WHAT THE EXERCISE ASKS | All that is wanted is the span of lines from the one with "pub fn wall_clock(timestamp: i64, offset: &FixedOffset)" to the last line of the data, copied exactly.

GIVEN ENTRIES |
+ + + + +
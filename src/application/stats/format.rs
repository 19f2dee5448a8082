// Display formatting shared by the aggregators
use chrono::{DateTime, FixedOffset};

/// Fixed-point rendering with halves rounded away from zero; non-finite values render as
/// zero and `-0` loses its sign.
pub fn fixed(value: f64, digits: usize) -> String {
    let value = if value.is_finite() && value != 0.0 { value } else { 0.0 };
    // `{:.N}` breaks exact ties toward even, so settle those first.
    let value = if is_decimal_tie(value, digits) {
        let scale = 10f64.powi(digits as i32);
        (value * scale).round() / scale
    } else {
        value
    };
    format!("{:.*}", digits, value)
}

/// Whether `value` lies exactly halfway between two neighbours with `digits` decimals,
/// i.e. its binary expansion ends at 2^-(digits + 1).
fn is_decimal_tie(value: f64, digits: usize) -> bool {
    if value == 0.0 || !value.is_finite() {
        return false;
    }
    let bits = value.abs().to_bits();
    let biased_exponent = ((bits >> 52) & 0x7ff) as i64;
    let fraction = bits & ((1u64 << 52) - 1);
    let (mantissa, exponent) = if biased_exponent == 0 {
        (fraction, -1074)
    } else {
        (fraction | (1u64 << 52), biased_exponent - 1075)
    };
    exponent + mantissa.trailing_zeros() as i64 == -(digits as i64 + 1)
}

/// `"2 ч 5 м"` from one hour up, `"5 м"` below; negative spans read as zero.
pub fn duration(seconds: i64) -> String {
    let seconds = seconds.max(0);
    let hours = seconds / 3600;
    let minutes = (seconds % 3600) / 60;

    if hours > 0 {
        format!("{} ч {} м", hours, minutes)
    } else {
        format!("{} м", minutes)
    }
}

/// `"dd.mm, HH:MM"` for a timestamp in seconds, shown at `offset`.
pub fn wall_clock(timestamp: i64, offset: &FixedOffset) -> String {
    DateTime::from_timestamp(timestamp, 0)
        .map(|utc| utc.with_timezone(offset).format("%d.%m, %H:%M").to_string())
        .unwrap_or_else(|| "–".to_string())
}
+ + + + +
EXPECTED OUTPUT |
pub fn wall_clock(timestamp: i64, offset: &FixedOffset) -> String {
    DateTime::from_timestamp(timestamp, 0)
        .map(|utc| utc.with_timezone(offset).format("%d.%m, %H:%M").to_string())
        .unwrap_or_else(|| "–".to_string())
}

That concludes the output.